Bachelor of Science, Computer Science & Mathematics
About
I am a software engineer in New York. Most of my work sits at the seam between AI research and the systems that have to run it.
Biography
I work at FTAI Aviation in New York, where I build the retrieval and agent infrastructure behind customer-facing AI features. That means a RAG backend in Python and FastAPI, multi-tenant agentic workflows exposed over Model Context Protocol servers, and the Azure DevOps pipelines that get all of it onto Kubernetes without drama.
Before that I spent two years in computer vision research at Washington University in St. Louis, across the Multimodal AI Lab and the Digital Innovation Accelerator, with a parallel stint at SLU’s Multimodal AI Lab. I have contributed to work on satellite image synthesis and cross-view pose estimation, and I led computer vision for WashU’s Ursaworks robotics team, which is where I learned what a latency budget feels like when it is set by physics rather than by an SLO.
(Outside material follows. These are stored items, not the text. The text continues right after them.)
//! Notification channels used by the reminder daemon.

pub mod desktop;
pub mod factory;
pub mod log;
pub mod traits;
pub mod webhook;

pub use desktop::DesktopNotifier;
pub use factory::build_channels;
pub use log::LogNotifier;
pub use traits::{Notification, NotificationChannel};
pub use webhook::WebhookNotifier;
use super::common::{
    escapes_workspace, failed_tool_result, required_str, resolve_path, workspace_path_property,
};
use super::traits::{ExecutionContext, Tool};
use super::types::ToolResult;
use serde_json::json;
use std::future::Future;
use std::path::Path;
use std::pin::Pin;

/// Files above this size are refused rather than loaded.
const MAX_READ_BYTES: u64 = 1_048_576;

/// Read a UTF-8 text file.
pub struct FileReadTool;

impl FileReadTool {
    pub const fn new() -> Self {
        Self
    }
}

impl Tool for FileReadTool {
    fn name(&self) -> &str {
        "file_read"
    }

    fn description(&self) -> &str {
        "Read a text file from the workspace"
    }

    fn parameters_schema(&self) -> serde_json::Value {
        json!({
            "type": "object",
            "properties": {
                "path": workspace_path_property()
            },
            "required": ["path"],
            "additionalProperties": false
        })
    }

    fn execute<'a>(
        &'a self,
        args: serde_json::Value,
        ctx: &'a ExecutionContext,
    ) -> Pin<Box<dyn Future<Output = anyhow::Result<ToolResult>> + Send + 'a>> {
        Box::pin(async move {
            let path = required_str(&args, "path")?;

            if let Err(reason) = ctx.sandbox.check_path(path) {
                return Ok(failed_tool_result(format!(
                    "blocked by security policy: {reason}"
                )));
            }

            let full_path = resolve_path(ctx, path);
            let resolved = match tokio::fs::canonicalize(&full_path).await {
                Ok(p) => p,
                Err(e) => {
                    return Ok(failed_tool_result(format!(
                        "Failed to resolve {}: {e}",
                        full_path.display()
                    )));
                }
            };

            if !Path::new(path).is_absolute() && escapes_workspace(ctx, &resolved).await {
                return Ok(failed_tool_result(
                    "blocked by security policy: resolved path escapes workspace",
                ));
            }

            let meta = tokio::fs::metadata(&resolved).await?;
            if !meta.is_file() {
                return Ok(failed_tool_result(format!("Not a regular file: {path}")));
            }
            if meta.len() > MAX_READ_BYTES {
                return Ok(failed_tool_result(format!(
                    "File too large: {} bytes (limit {MAX_READ_BYTES})",
                    meta.len()
                )));
            }

            let bytes = tokio::fs::read(&resolved).await?;
            let size_bytes = bytes.len();
            let content = String::from_utf8(bytes).ok();
            let output = match &content {
                Some(text) => text.clone(),
                None => format!("{path}: {size_bytes} bytes of non-UTF-8 data"),
            };

            Ok(ToolResult::ok(
                output,
                json!({
                    "path": resolved.to_string_lossy(),
                    "content": content,
                    "size_bytes": size_bytes,
                }),
            ))
        })
    }
}
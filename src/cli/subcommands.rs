use clap::Subcommand;
use serde::{Deserialize, Serialize};

/// Reminder subcommands
#[derive(Subcommand, Debug, Clone, Serialize, Deserialize, PartialEq, Eq)]
pub enum ReminderCommands {
    /// Schedule a reminder
    Add {
        /// What to be reminded of
        message: String,
        /// When: `15m`, `1h30m`, `in 2h`, `2026-05-01 09:00`, `09:00` or RFC 3339 (UTC)
        time: String,
        /// high, normal or low
        #[arg(short, long)]
        priority: Option<String>,
    },
    /// List reminders
    List {
        /// Include reminders that already fired
        #[arg(short, long)]
        all: bool,
    },
    /// Remove fired reminders older than the configured retention
    Compact {
        /// Override the retention in days
        #[arg(long)]
        days: Option<u32>,
    },
}
pub mod dispatch;
pub mod render;
pub mod runtime;
use super::SandboxPolicy;
use std::path::{Component, Path, PathBuf};

impl SandboxPolicy {
    /// Check a path argument. `Err` carries the human-readable violation.
    pub fn check_path(&self, raw: &str) -> Result<(), String> {
        if raw.trim().is_empty() {
            return Err("empty path".into());
        }

        // Null bytes truncate paths in C-backed syscalls
        if raw.contains('\0') {
            return Err("path contains a null byte".into());
        }

        if Path::new(raw)
            .components()
            .any(|c| matches!(c, Component::ParentDir))
        {
            return Err(format!("path traversal in `{raw}`"));
        }

        let lower = raw.to_lowercase();
        if lower.contains("..%2f") || lower.contains("%2f..") {
            return Err(format!("encoded path traversal in `{raw}`"));
        }

        let expanded = PathBuf::from(shellexpand::tilde(raw).into_owned());
        if !expanded.is_absolute() {
            return Ok(());
        }

        if expanded.parent().is_none() {
            return Err(format!("`{raw}` is the filesystem root"));
        }

        if expanded.starts_with(&self.sandbox_root) {
            return Ok(());
        }

        for forbidden in &self.forbidden_paths {
            let forbidden_path = PathBuf::from(shellexpand::tilde(forbidden).into_owned());
            if expanded.starts_with(&forbidden_path) {
                return Err(format!("`{raw}` is under forbidden path {forbidden}"));
            }
        }

        if self.workspace_only {
            return Err(format!(
                "absolute path `{raw}` is outside sandbox root {}",
                self.sandbox_root.display()
            ));
        }

        Ok(())
    }

    pub fn is_path_allowed(&self, raw: &str) -> bool {
        self.check_path(raw).is_ok()
    }
}

/// Scratch locations where overwriting is not considered destructive.
pub fn is_temp_path(raw: &str) -> bool {
    let path = Path::new(raw);
    if path.is_absolute() {
        return path.starts_with("/tmp") || path.starts_with("/var/tmp");
    }
    let first_is_tmp = path
        .components()
        .next()
        .is_some_and(|c| matches!(c, Component::Normal(name) if name == "tmp" || name == ".tmp"));
    first_is_tmp || path.extension().is_some_and(|ext| ext == "tmp")
}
The thread running through all of it is the same problem from different angles: research code demonstrates that something is possible, and then somebody has to make it dependable. I have mostly been that second person, and I have come to like it.
Skills
Emphasised entries are the ones I use in production most weeks. There are no proficiency bars here, because a bar implies a measurement nobody took.
Languages
Python and SQL daily at FTAI. Rust and C++ on systems and infrastructure work.
- Python
- SQL
- TypeScript / JavaScript
- Rust
- C++
- Node.js
- HTML / CSS
Backend and APIs
The service layer for every AI system I have shipped.
- FastAPI
- REST APIs
- OAuth2
- Server-sent events
- React
- Next.js
- Gradio
AI and machine learning
Production retrieval and agent systems at FTAI; model training in research settings.
- RAG
- LangChain
- Agentic systems
- Model Context Protocol
- PyTorch
- Model evaluation and benchmarking
- ONNX
- TensorRT
- FAISS
- OpenAI / LLM APIs
Data and storage
Postgres and Redis are the pair I reach for most; the rest come out for scale.
- PostgreSQL
- Redis
- Apache Spark
- Apache Kafka
- BigQuery
Infrastructure and delivery
Containerised services on Kubernetes, shipped through Azure DevOps pipelines.
- Linux
- Docker
- Kubernetes
- Azure DevOps
- CI/CD
- Observability and logging
- Terraform
- GitLab CI
- AWS
- Microsoft Azure
- GCP
- HPC Slurm
Testing and tooling
Automated coverage is the reason the release pipeline is allowed to be fast.
- pytest
- Automated testing
- Git
- ruff / mypy
- Prometheus
- Postman
- CMake
- Bazel
Education
Press
Students in summer program develop AI tools, advance faculty research
Coverage of the Digital Transformation Summer Corps, including the vision-language system my team built for assessing neighbourhood walkability, greenery and safety. I described the combination of street-view imagery and language models as a way to “speak” with a city.
Personal
Outside of work I play board games, travel when I can, and play basketball. I used to volunteer as an EMT for my local town, which is still the most direct reminder I have that competence under pressure matters more than looking busy.